> PROBLEM TO SOLVE
Copy each line of the entries that contains the word "crates".

# # # #

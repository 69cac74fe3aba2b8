use serde::Serialize;
use std::{cell::RefCell, collections::BTreeMap};

///
/// EventState
/// Ephemeral, in-memory conversion counters.
///

#[derive(Clone, Debug, Default, Eq, PartialEq, Serialize)]
pub struct EventState {
    pub ops: EventOps,
    pub schemas: BTreeMap<String, SchemaCounters>,
}

///
/// EventOps
///

#[derive(Clone, Debug, Default, Eq, PartialEq, Serialize)]
pub struct EventOps {
    // Schema resolution
    pub schemas_created: u64,
    pub schemas_reused: u64,

    // Entity conversions
    pub entities_written: u64,
    pub entities_read: u64,
    pub failures: u64,

    // Field slots
    pub fields_written: u64,
    pub fields_omitted: u64,
    pub fields_read: u64,
    pub fields_skipped: u64,
    pub sub_schema_skips: u64,
}

///
/// SchemaCounters
///

#[derive(Clone, Debug, Default, Eq, PartialEq, Serialize)]
pub struct SchemaCounters {
    pub resolves: u64,
    pub writes: u64,
    pub reads: u64,
    pub omissions: u64,
}

/// Point-in-time copy of the event state.
pub type EventReport = EventState;

thread_local! {
    static EVENT_STATE: RefCell<EventState> = RefCell::new(EventState::default());
}

/// Borrow metrics immutably.
pub(crate) fn with_state<R>(f: impl FnOnce(&EventState) -> R) -> R {
    EVENT_STATE.with(|m| f(&m.borrow()))
}

/// Borrow metrics mutably.
pub(crate) fn with_state_mut<R>(f: impl FnOnce(&mut EventState) -> R) -> R {
    EVENT_STATE.with(|m| f(&mut m.borrow_mut()))
}

pub(crate) fn report() -> EventReport {
    with_state(Clone::clone)
}

pub(crate) fn reset_all() {
    with_state_mut(|m| *m = EventState::default());
}
use super::*;
use crate::{
    error::ErrorClass,
    reflect::{Property, TypeInfo},
};
use extstore_primitives::ValueKind;

fn schema_attr(raw: u128, name: &str) -> SchemaAttr {
    SchemaAttr::new(SchemaId::from_u128(raw), name)
}

#[test]
fn extract_returns_first_matching_annotation() {
    let info = TypeInfo::declared(
        "Twice",
        vec![
            Annotation::Field(FieldAttr::default()),
            Annotation::Schema(schema_attr(1, "First")),
            Annotation::Schema(schema_attr(2, "Second")),
        ],
    );

    let attr = extract::<SchemaAttr>(&info).expect("schema attr");
    assert_eq!(attr.name, "First");
}

#[test]
fn extract_reports_missing_metadata_with_target() {
    let info = TypeInfo::declared("Bare", Vec::new());
    let err = extract::<SchemaAttr>(&info).expect_err("missing");

    assert_eq!(err.class(), ErrorClass::Metadata);
    assert_eq!(err.to_string(), "missing schema metadata on 'Bare'");
}

#[test]
fn primitives_never_carry_metadata() {
    let info = TypeInfo::primitive("i32", ValueKind::Int32);

    assert!(find::<SchemaAttr>(&info).is_none());
    assert!(!info.is_record());
}

#[test]
fn property_annotations_are_independent_of_the_type() {
    let prop = Property::new(
        "length",
        TypeInfo::primitive("f64", ValueKind::Float64),
        vec![Annotation::Field(
            FieldAttr::default()
                .with_documentation("overall length")
                .with_unit(UnitCategory::Length),
        )],
    );

    let attr = extract::<FieldAttr>(&prop).expect("field attr");
    assert_eq!(attr.unit, Some(UnitCategory::Length));
    assert_eq!(attr.documentation.as_deref(), Some("overall length"));
    assert!(extract::<SchemaAttr>(&prop).is_err());
}

#[test]
fn schema_attr_builders_fill_every_slot() {
    let attr = schema_attr(7, "Full")
        .with_documentation("docs")
        .with_vendor_id("ACME")
        .with_application_id(Guid(9))
        .with_access(AccessLevel::Vendor, AccessLevel::Application);

    assert_eq!(attr.vendor_id.as_deref(), Some("ACME"));
    assert_eq!(attr.read_access, AccessLevel::Vendor);
    assert_eq!(attr.write_access, AccessLevel::Application);
    assert_eq!(attr.application_id, Some(Guid(9)));
}
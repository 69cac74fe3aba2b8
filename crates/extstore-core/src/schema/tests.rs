use super::*;
use crate::units::UnitCategory;
use extstore_primitives::ValueKind;

fn id(raw: u128) -> SchemaId {
    SchemaId::from_u128(raw)
}

fn sample() -> Schema {
    SchemaBuilder::new(id(1))
        .name("Sample")
        .documentation("sample schema")
        .field(Field::scalar("count", ValueKind::Int32))
        .and_then(|b| b.field(Field::scalar("length", ValueKind::Float64).with_unit(UnitCategory::Length)))
        .and_then(|b| b.field(Field::map("tags", ValueKind::Text, ValueKind::Int16)))
        .and_then(SchemaBuilder::finish)
        .expect("valid schema")
}

#[test]
fn builder_keeps_declaration_order() {
    let schema = sample();
    let names: Vec<_> = schema.fields().iter().map(Field::name).collect();

    assert_eq!(names, ["count", "length", "tags"]);
    assert_eq!(schema.field("length").and_then(Field::unit), Some(UnitCategory::Length));
    assert!(schema.field("missing").is_none());
}

#[test]
fn duplicate_field_names_are_rejected() {
    let err = SchemaBuilder::new(id(2))
        .name("Dup")
        .field(Field::scalar("a", ValueKind::Bool))
        .and_then(|b| b.field(Field::scalar("a", ValueKind::Int32)))
        .expect_err("duplicate must fail");

    assert_eq!(
        err,
        SchemaError::DuplicateField {
            schema: "Dup".to_string(),
            field: "a".to_string(),
        }
    );
}

#[test]
fn finish_requires_a_valid_name() {
    let missing = SchemaBuilder::new(id(3)).finish().expect_err("no name");
    assert_eq!(missing, SchemaError::MissingName { id: id(3) });

    let invalid = SchemaBuilder::new(id(3))
        .name("has space")
        .finish()
        .expect_err("bad name");
    assert!(matches!(invalid, SchemaError::InvalidSchemaName { .. }));
}

#[test]
fn field_names_are_validated() {
    let err = SchemaBuilder::new(id(4))
        .name("Ok")
        .field(Field::scalar("9lives", ValueKind::Int32))
        .expect_err("bad field name");

    assert!(matches!(err, SchemaError::InvalidFieldName { .. }));
}

#[test]
fn fingerprint_tracks_layout() {
    let a = sample();
    let b = sample();
    assert_eq!(a.fingerprint(), b.fingerprint());

    let changed = SchemaBuilder::new(id(1))
        .name("Sample")
        .field(Field::scalar("count", ValueKind::Int16))
        .and_then(SchemaBuilder::finish)
        .expect("valid schema");
    assert_ne!(a.fingerprint(), changed.fingerprint());
}

#[test]
fn shapes_render_their_element_types() {
    let field = Field::map("m", ValueKind::Guid, FieldType::Unsupported("u64"));

    assert_eq!(field.shape().to_string(), "map<guid, unsupported(u64)>");
    assert_eq!(field.key_type(), Some(FieldType::Stored(ValueKind::Guid)));
    assert_eq!(field.shape().label(), "associative");
}

#[test]
fn schema_serializes_for_inspection() {
    let json = serde_json::to_value(sample()).expect("serialize");

    assert_eq!(json["name"], "Sample");
    assert_eq!(json["read_access"], "Public");
    assert_eq!(json["fields"][0]["shape"]["scalar"], "int32");
    assert_eq!(json["fields"][1]["unit"], "Length");
    assert_eq!(json["fields"][2]["shape"]["associative"]["key"], "text");
    assert!(json.get("application_id").is_none());
}
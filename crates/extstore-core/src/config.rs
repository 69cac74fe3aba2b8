//! Converter configuration, loadable from TOML.

use crate::DEFAULT_MAX_DEPTH;
use serde::Deserialize;
use std::{fs, io, path::Path};
use thiserror::Error as ThisError;

///
/// ConfigError
///

#[derive(Debug, ThisError)]
pub enum ConfigError {
    #[error("failed to read config file: {0}")]
    Io(#[from] io::Error),

    #[error("failed to parse config: {0}")]
    Parse(#[from] toml::de::Error),

    #[error("max_depth must be at least 1")]
    ZeroDepth,
}

///
/// ConvertConfig
///
/// ```toml
/// max_depth = 16
/// debug = true
/// omit_empty_maps = true
/// ```
///

#[derive(Clone, Debug, Deserialize, Eq, PartialEq)]
#[serde(default, deny_unknown_fields)]
pub struct ConvertConfig {
    /// Deepest record nesting accepted before conversion fails.
    pub max_depth: usize,

    /// Print `[debug]` traces of every conversion step to stdout.
    pub debug: bool,

    /// Leave empty associative fields unwritten, as for empty sequences.
    pub omit_empty_maps: bool,
}

impl Default for ConvertConfig {
    fn default() -> Self {
        Self {
            max_depth: DEFAULT_MAX_DEPTH,
            debug: false,
            omit_empty_maps: true,
        }
    }
}

impl ConvertConfig {
    pub fn from_toml_str(source: &str) -> Result<Self, ConfigError> {
        let config: Self = toml::from_str(source)?;
        config.validate()?;

        Ok(config)
    }

    pub fn from_path(path: impl AsRef<Path>) -> Result<Self, ConfigError> {
        let source = fs::read_to_string(path)?;

        Self::from_toml_str(&source)
    }

    const fn validate(&self) -> Result<(), ConfigError> {
        if self.max_depth == 0 {
            return Err(ConfigError::ZeroDepth);
        }

        Ok(())
    }
}

///
/// TESTS
///

#[cfg(test)]
mod tests {
    use super::*;

    #[test]
    fn empty_source_yields_defaults() {
        let config = ConvertConfig::from_toml_str("").expect("defaults");

        assert_eq!(config, ConvertConfig::default());
        assert_eq!(config.max_depth, DEFAULT_MAX_DEPTH);
        assert!(config.omit_empty_maps);
    }

    #[test]
    fn fields_override_defaults() {
        let config = ConvertConfig::from_toml_str("max_depth = 4\ndebug = true\nomit_empty_maps = false")
            .expect("parse");

        assert_eq!(config.max_depth, 4);
        assert!(config.debug);
        assert!(!config.omit_empty_maps);
    }

    #[test]
    fn zero_depth_is_rejected() {
        let err = ConvertConfig::from_toml_str("max_depth = 0").expect_err("zero depth");

        assert!(matches!(err, ConfigError::ZeroDepth));
    }

    #[test]
    fn unknown_keys_are_rejected() {
        let err = ConvertConfig::from_toml_str("depth = 3").expect_err("unknown key");

        assert!(matches!(err, ConfigError::Parse(_)));
    }

    #[test]
    fn missing_file_reports_io() {
        let err = ConvertConfig::from_path("/definitely/not/here.toml").expect_err("io");

        assert!(matches!(err, ConfigError::Io(_)));
    }
}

# # # #

> WRITTEN ANSWER
filename crates/extstore-core/src/schema/tests.rs
filename crates/extstore-core/src/config.rs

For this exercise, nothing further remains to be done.